Categories
New Purchase Mortgage

Mortgage Pre-Approval in Canada

The complete guild for getting mortgage pre-approval in Canadian – what it is, benefits, where to apply, tips, and more.

Imagine you’ve finally found your dream home – the perfect location, layout, and space for your family. Your heart is set on making an offer. But are you truly ready? Without confirmed financing, a rejected mortgage application could dash your dreams.

Getting pre-approved for a mortgage is one of the smartest things savvy home buyers can do. With fierce competition in Canada’s housing market, a pre-approval letter in hand can be your secret weapon to clinch the home you love.

This definitive guide will walk you through everything you need to know about mortgage pre-approvals – what they are, why they matter, how to get approved, and tips to leverage them for purchasing power. Let’s get started on the path to your new home!

What is Mortgage Pre-Approval?

What is Mortgage Pre-Approval
What is Mortgage Pre-Approval?

Mortgage pre-approval refers to conditional approval from a lender indicating how much they are willing to lend you for a mortgage based on a review of your finances. It is not a final mortgage approval but demonstrates that a lender has assessed your financial situation and creditworthiness and has made a tentative commitment to lend you money to buy a home, subject to meeting certain conditions.

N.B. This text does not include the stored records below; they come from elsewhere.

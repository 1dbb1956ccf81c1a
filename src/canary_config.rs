//! Loading canary-config documents from disk or over HTTP.
//!
//! Documents may be YAML or JSON; JSON is parsed through the YAML reader.

use std::path::PathBuf;

use reqwest::StatusCode;
use thiserror::Error;
use tracing::{debug, info};

use crate::kayenta::CanaryConfig;

#[derive(Debug, Error)]
pub enum CanaryConfigError {
    #[error("no canary config location given")]
    Missing,

    #[error("failed to read canary config from {path}: {source}")]
    Io {
        path: PathBuf,
        #[source]
        source: std::io::Error,
    },

    #[error("failed to fetch canary config from {url}: {source}")]
    Fetch {
        url: String,
        #[source]
        source: reqwest::Error,
    },

    #[error("attempt to fetch canary config from {url} returned {status}")]
    Status { url: String, status: StatusCode },

    #[error("failed to deserialize canary config: {0}")]
    Parse(#[from] serde_yaml::Error),
}

/// Where a canary config lives.
#[derive(Debug, Clone, PartialEq, Eq)]
pub enum ConfigSource {
    Http(String),
    File(PathBuf),
}

impl ConfigSource {
    pub fn parse(location: &str) -> Result<Self, CanaryConfigError> {
        let location = location.trim();
        if location.is_empty() {
            return Err(CanaryConfigError::Missing);
        }
        if location.starts_with("http://") || location.starts_with("https://") {
            return Ok(Self::Http(location.to_string()));
        }
        let path = location.strip_prefix("file://").unwrap_or(location);
        Ok(Self::File(PathBuf::from(path)))
    }
}

/// Load and parse the canary config at `location`.
///
/// `http://` and `https://` locations are fetched; `file://` locations and bare
/// paths are read from disk.
pub async fn load_canary_config(location: &str) -> Result<CanaryConfig, CanaryConfigError> {
    let source = ConfigSource::parse(location)?;
    info!(location = %location.trim(), "fetching canary config");
    let bytes = match source {
        ConfigSource::Http(url) => fetch_remote(&url).await?,
        ConfigSource::File(path) => tokio::fs::read(&path)
            .await
            .map_err(|source| CanaryConfigError::Io { path, source })?,
    };
    let config = parse_canary_config(&bytes)?;
    debug!(name = %config.name, metrics = config.metrics.len(), "canary config loaded");
    Ok(config)
}

pub fn parse_canary_config(bytes: &[u8]) -> Result<CanaryConfig, CanaryConfigError> {
    Ok(serde_yaml::from_slice(bytes)?)
}

async fn fetch_remote(url: &str) -> Result<Vec<u8>, CanaryConfigError> {
    let fetch_err = |source| CanaryConfigError::Fetch {
        url: url.to_string(),
        source,
    };
    let response = reqwest::get(url).await.map_err(fetch_err)?;
    let status = response.status();
    if status != StatusCode::OK {
        return Err(CanaryConfigError::Status {
            url: url.to_string(),
            status,
        });
    }
    let body = response.bytes().await.map_err(fetch_err)?;
    Ok(body.to_vec())
}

Mortgage pre-approval provides homebuyers with the maximum mortgage amount they qualify for, allowing them to search for homes within their price range. It also typically allows borrowers to lock in an interest rate with the lender for 60-130 days, protecting buyers from rising rates while they search for their dream home. [Source]

Pre-Approval vs. Pre-Qualification

Unlike mortgage pre-qualification, which provides a rough estimate of potential lending based on limited self-reported details, pre-approval is a more thorough process involving document verification and credit checks.

Pre-qualification helps buyers ballpark affordability and initiate the home-buying process. Pre-approval suits serious, ready buyers who want to lock in rates and demonstrate credibility when making offers.

Pre-qualification is an informal gauge of readiness, while pre-approval is a stronger, more rigorous process that verifies buyers’ financial standing and signals that they are prepared to purchase a home imminently.

Read more: Mortgage Pre-Approval vs Pre-Qualification in Canada

Benefits of Mortgage Pre-Approval

There are several key benefits to obtaining mortgage pre-approval in Canada:

  • Know your affordability: Pre-approval indicates the maximum home price you can afford based on your financial situation. This helps homebuyers narrow their focus and avoid overbidding.
  • Lock-in rates: Securing a rate with a lender protects you from rising interest rates during your home search. This can equate to significant savings over the mortgage term. For example, if rates rise 0.5% during your search period, that could cost you over $150 per month or $54,000 over a 25-year mortgage term!
  • Stronger purchase position: Sellers often prefer offers from pre-approved buyers who have confirmed their financing ability and are ready to close the deal quickly.
  • Streamline the process: Pre-approval gets much of the mortgage paperwork, and underwriting is done upfront, allowing for a smoother purchasing process later on.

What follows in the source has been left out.